Saudi Arabia has made considerable progress in response to these health hazards to ensure the wellbeing of pilgrims by taking various precautions that include improved disease surveillance, regulations about food and water security, regularly updated immunization recommendations, regulation of barbers as well as building a separate terminal at Jeddah’s International Airport for pilgrims that contains various facilities, such as its own health-screening systems, medical clinics, customs, and immigration security.

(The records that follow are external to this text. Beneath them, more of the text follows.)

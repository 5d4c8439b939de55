use std::io;
use std::path::{Path, PathBuf};

use compio::fs;
use lvcs::history::Operation;
use saphyr::{LoadableYamlNode, Yaml};
use snafu::prelude::*;
use tracing::debug;

use crate::config::yaml::{self, Mapping};

/// A YAML file describing change sets to record, oldest first.
///
/// ```yaml
/// change_sets:
///   - name: Initial import
///     timestamp: 10
///     changes:
///       - create_directory: src
///       - create_file: { path: src/main.rs, content: "fn main() {}" }
/// ```
#[derive(Debug, Clone, PartialEq, Eq)]
pub struct HistoryScript {
    pub change_sets: Vec<ScriptedChangeSet>,
}

#[derive(Debug, Clone, PartialEq, Eq)]
pub struct ScriptedChangeSet {
    pub name: Option<String>,
    /// Left to the caller when absent.
    pub timestamp: Option<i64>,
    pub operations: Vec<Operation>,
}

impl HistoryScript {
    pub async fn from_path(path: &Path) -> Result<Self, ScriptError> {
        debug!("Reading history script: {}", path.display());
        let bytes = fs::read(path).await.context(ReadSnafu { path })?;
        let contents = String::from_utf8(bytes).context(EncodingSnafu { path })?;
        let script: HistoryScript = contents.as_str().try_into()?;
        debug!(
            "Parsed history script with {} change sets",
            script.change_sets.len()
        );
        Ok(script)
    }
}

impl TryFrom<&str> for HistoryScript {
    type Error = ScriptError;

    fn try_from(contents: &str) -> Result<Self, Self::Error> {
        let documents = Yaml::load_from_str(contents).context(ParseSnafu)?;
        let document = documents.first().context(EmptyScriptSnafu)?;
        let top_level = document.as_mapping().context(TopLevelNotMapSnafu)?;

        let Some(Yaml::Sequence(items)) = yaml::field(top_level, "change_sets") else {
            return ChangeSetsNotSequenceSnafu.fail();
        };

        let change_sets = items
            .iter()
            .enumerate()
            .map(|(index, item)| ScriptedChangeSet::from_yaml(index, item))
            .collect::<Result<Vec<_>, _>>()?;

        Ok(HistoryScript { change_sets })
    }
}

impl ScriptedChangeSet {
    fn from_yaml(index: usize, item: &Yaml) -> Result<Self, ScriptError> {
        let Yaml::Mapping(mapping) = item else {
            return ChangeSetNotMapSnafu { index }.fail();
        };

        let name = yaml::field(mapping, "name")
            .map(|value| {
                yaml::as_text(value).context(InvalidChangeSetFieldSnafu {
                    index,
                    field: "name",
                    expected: "text",
                })
            })
            .transpose()?;

        let timestamp = yaml::field(mapping, "timestamp")
            .map(|value| {
                yaml::as_integer(value).context(InvalidChangeSetFieldSnafu {
                    index,
                    field: "timestamp",
                    expected: "an integer",
                })
            })
            .transpose()?;

        let Some(Yaml::Sequence(changes)) = yaml::field(mapping, "changes") else {
            return MissingChangesSnafu { index }.fail();
        };

        let operations = changes
            .iter()
            .map(|change| parse_operation(index, change))
            .collect::<Result<Vec<_>, _>>()?;

        Ok(ScriptedChangeSet {
            name,
            timestamp,
            operations,
        })
    }
}

fn parse_operation(index: usize, change: &Yaml) -> Result<Operation, ScriptError> {
    let Yaml::Mapping(mapping) = change else {
        return MalformedChangeSnafu { index }.fail();
    };

    // A change is a single-key map: `kind: arguments`.
    let mut entries = mapping.iter();
    let (Some((kind, value)), None) = (entries.next(), entries.next()) else {
        return MalformedChangeSnafu { index }.fail();
    };
    let kind = yaml::as_text(kind).context(MalformedChangeSnafu { index })?;
    let arguments = Arguments {
        index,
        kind: &kind,
        value,
    };

    let operation = match kind.as_str() {
        "create_directory" => Operation::create_directory(arguments.main("path")?),
        "create_file" => {
            Operation::create_file(arguments.main("path")?, arguments.required("content")?)
        }
        "change_content" => {
            Operation::change_file_content(arguments.main("path")?, arguments.required("content")?)
        }
        "rename" => Operation::rename(arguments.main("path")?, arguments.required("name")?),
        "move" => Operation::move_to(arguments.main("path")?, arguments.required("to")?),
        "delete" => Operation::delete(arguments.main("path")?),
        "label" => {
            let name = arguments.main("name")?;
            let global = arguments.flag("global")?;
            match arguments.optional("path")? {
                Some(path) => Operation::entry_label(path, name, global.unwrap_or(false)),
                None => Operation::label(name, global.unwrap_or(true)),
            }
        }
        _ => {
            return UnknownChangeKindSnafu {
                index,
                kind: kind.clone(),
            }
            .fail();
        }
    };

    Ok(operation)
}

/// Arguments of one change: either a bare scalar standing for the main
/// argument, or a map of named arguments.
struct Arguments<'a, 'input> {
    index: usize,
    kind: &'a str,
    value: &'a Yaml<'input>,
}

impl<'a, 'input> Arguments<'a, 'input> {
    fn mapping(&self) -> Option<&'a Mapping<'input>> {
        self.value.as_mapping()
    }

    fn main(&self, field: &'static str) -> Result<String, ScriptError> {
        match yaml::as_text(self.value) {
            Some(text) => Ok(text),
            None => self.required(field),
        }
    }

    fn required(&self, field: &'static str) -> Result<String, ScriptError> {
        self.optional(field)?.context(MissingArgumentSnafu {
            index: self.index,
            kind: self.kind,
            field,
        })
    }

    fn optional(&self, field: &'static str) -> Result<Option<String>, ScriptError> {
        self.mapping()
            .and_then(|mapping| yaml::field(mapping, field))
            .map(|value| {
                yaml::as_text(value).context(InvalidArgumentSnafu {
                    index: self.index,
                    kind: self.kind,
                    field,
                })
            })
            .transpose()
    }

    fn flag(&self, field: &'static str) -> Result<Option<bool>, ScriptError> {
        self.mapping()
            .and_then(|mapping| yaml::field(mapping, field))
            .map(|value| {
                yaml::as_bool(value).context(InvalidArgumentSnafu {
                    index: self.index,
                    kind: self.kind,
                    field,
                })
            })
            .transpose()
    }
}

#[derive(Debug, Snafu)]
pub enum ScriptError {
    #[snafu(display("Failed to read the history script: {}", path.display()))]
    ReadError { path: PathBuf, source: io::Error },
    #[snafu(display("History script {} is not valid UTF-8", path.display()))]
    EncodingError {
        path: PathBuf,
        source: std::string::FromUtf8Error,
    },
    #[snafu(display("Failed to parse the history script"))]
    ParseError { source: saphyr::ScanError },
    #[snafu(display("History script is empty"))]
    EmptyScriptError,
    #[snafu(display("Top level of the history script should be a map"))]
    TopLevelNotMapError,
    #[snafu(display("History script should have a 'change_sets' list"))]
    ChangeSetsNotSequenceError,
    #[snafu(display("Change set #{} should be a map", index + 1))]
    ChangeSetNotMapError { index: usize },
    #[snafu(display("Field '{}' of change set #{} should be {}", field, index + 1, expected))]
    InvalidChangeSetFieldError {
        index: usize,
        field: &'static str,
        expected: &'static str,
    },
    #[snafu(display("Change set #{} should have a 'changes' list", index + 1))]
    MissingChangesError { index: usize },
    #[snafu(display("Every change in change set #{} should be a single-key map", index + 1))]
    MalformedChangeError { index: usize },
    #[snafu(display("Unknown change '{}' in change set #{}", kind, index + 1))]
    UnknownChangeKindError { index: usize, kind: String },
    #[snafu(display("Change '{}' in change set #{} is missing '{}'", kind, index + 1, field))]
    MissingArgumentError {
        index: usize,
        kind: String,
        field: &'static str,
    },
    #[snafu(display("Argument '{}' of change '{}' in change set #{} has the wrong type", field, kind, index + 1))]
    InvalidArgumentError {
        index: usize,
        kind: String,
        field: &'static str,
    },
}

The WHO and Saudi authorities implemented a successful improved screening and surveillance strategy in response to the 2003 SARS outbreak and the H1N1 influenza pandemic in 2009, through the issue of travel restrictions for visitors from SARS-affected countries, rapid testing and quarantine, which helped to prevent large outbreaks from arising at the Hajj.

Memish and his team declare:

“MGs pose complex challenges that require a broad expertise and Saudi Arabia has the experience and infrastructure to provide unique expertise with respect to MGs.” The preparations for Barack Obama’s Presidential Inauguration and crowd management for example were based on experiences from the Hajj.

Furthermore, they add that the Muslim world has become an important contributor to global health diplomacy by working in collaboration on this scale, saying: “Saudi Arabia’s experience of Hajj medicine contains rapidly developing public health solutions to several global challenges. Multi-agency and multinational approaches to public health challenges are likely to become major factors in the specialty of global health diplomacy, engaging societies globally, and drawing the west a little closer to the east.”